The authors add that the evidence remains preliminary, since the women’s enhanced response only appeared with one of three flu strains and there was no evidence of the effect in men. The study appears in the March issue of Brain, Behavior, and Immunity.

To conduct the study, the authors recruited 60 healthy male and female university students. Each participant was randomly assigned to participate in one of three activities for 45 minutes: riding a stationary bicycle, competing in a mental arithmetic contest or reading quietly. Afterward, each person received a flu shot donated by GlaxoSmithKline, U.K.

When antibody levels were measured four weeks and again 20 weeks later, women in the physical and mental stress groups had more antibodies to the A/Panama flu strain than women in the control group. The exact mechanism of the immunological boost remains unclear, say the authors.
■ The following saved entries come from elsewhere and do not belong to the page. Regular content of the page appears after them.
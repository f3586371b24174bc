use axum::{
    Json,
    http::StatusCode,
    response::{IntoResponse, Response},
};
use serde::{Deserialize, Serialize};
use thiserror::Error;

/// Body of every error response.
#[derive(Debug, Serialize, Deserialize)]
pub struct ErrorBody {
    pub error: String,
}

#[derive(Debug, Error)]
pub enum ApiError {
    /// Body absent, not JSON, not an object, or without `text`
    #[error("Missing 'text' field")]
    MissingText,
    #[error("'text' must be a string")]
    InvalidText,
    #[error("Annotation engine unavailable")]
    Engine(#[source] anyhow::Error),
}

impl ApiError {
    pub fn status(&self) -> StatusCode {
        match self {
            ApiError::MissingText | ApiError::InvalidText => StatusCode::BAD_REQUEST,
            ApiError::Engine(_) => StatusCode::BAD_GATEWAY,
        }
    }
}

impl IntoResponse for ApiError {
    fn into_response(self) -> Response {
        let body = ErrorBody {
            error: self.to_string(),
        };
        (self.status(), Json(body)).into_response()
    }
}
Future studies are needed to measure how acute stress may enhance immune response “using stress tasks of different natures, durations and timings in a variety of populations,” the authors write.

A priority is searching for similar results among the elderly, who are most at risk of serious complications from influenza infection, Edwards said.

“We’d really like to see this confirmed in a larger-scale study and hopefully confirmed for other types of virus as well, or indeed other diseases,” said Mike Gleeson of Loughborough University in England. Gleeson is also vice president of the International Society for Exercise and Immunology.

If the findings hold up, he added, “you might recommend that the individual going along for a vaccination maybe walk to the hospital or clinic … so they get a bit of exercise on the way.”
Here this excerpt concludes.